* **INFORMATION GIVEN**:
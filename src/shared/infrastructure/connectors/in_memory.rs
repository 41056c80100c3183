// In memory implementation of the Connector port.
//
// Purpose
// - Stand in for the database and the media host in tests and local runs.
//
// Responsibilities
// - Hand out a clone of a fixed handle on every successful connect.
// - Fail every connect while toggled offline.
// - Count connection attempts so callers can assert a backend was never contacted.

use crate::shared::infrastructure::connectors::{ConnectionError, Connector};
use std::sync::atomic::{AtomicUsize, Ordering};

pub struct InMemoryConnector<THandle> {
    handle: THandle,
    offline: bool,
    attempts: AtomicUsize,
}

impl<THandle> InMemoryConnector<THandle>
where
    THandle: Clone + Send + Sync + 'static,
{
    pub fn new(handle: THandle) -> Self {
        Self {
            handle,
            offline: false,
            attempts: AtomicUsize::new(0),
        }
    }

    pub fn toggle_offline(&mut self) {
        self.offline = !self.offline;
    }

    pub fn attempts(&self) -> usize {
        self.attempts.load(Ordering::SeqCst)
    }
}

#[async_trait::async_trait]
impl<THandle> Connector for InMemoryConnector<THandle>
where
    THandle: Clone + Send + Sync + 'static,
{
    type Handle = THandle;

    async fn connect(&self) -> Result<THandle, ConnectionError> {
        self.attempts.fetch_add(1, Ordering::SeqCst);
        if self.offline {
            return Err(ConnectionError::Unreachable("connector offline".into()));
        }
        Ok(self.handle.clone())
    }
}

* **WHAT IS NEEDED**:
Write out every line of the entries that holds the word "ConnectionError".

* **EXERCISE RESPONSE**:
use crate::shared::infrastructure::connectors::{ConnectionError, Connector};
    async fn connect(&self) -> Result<THandle, ConnectionError> {
            return Err(ConnectionError::Unreachable("connector offline".into()));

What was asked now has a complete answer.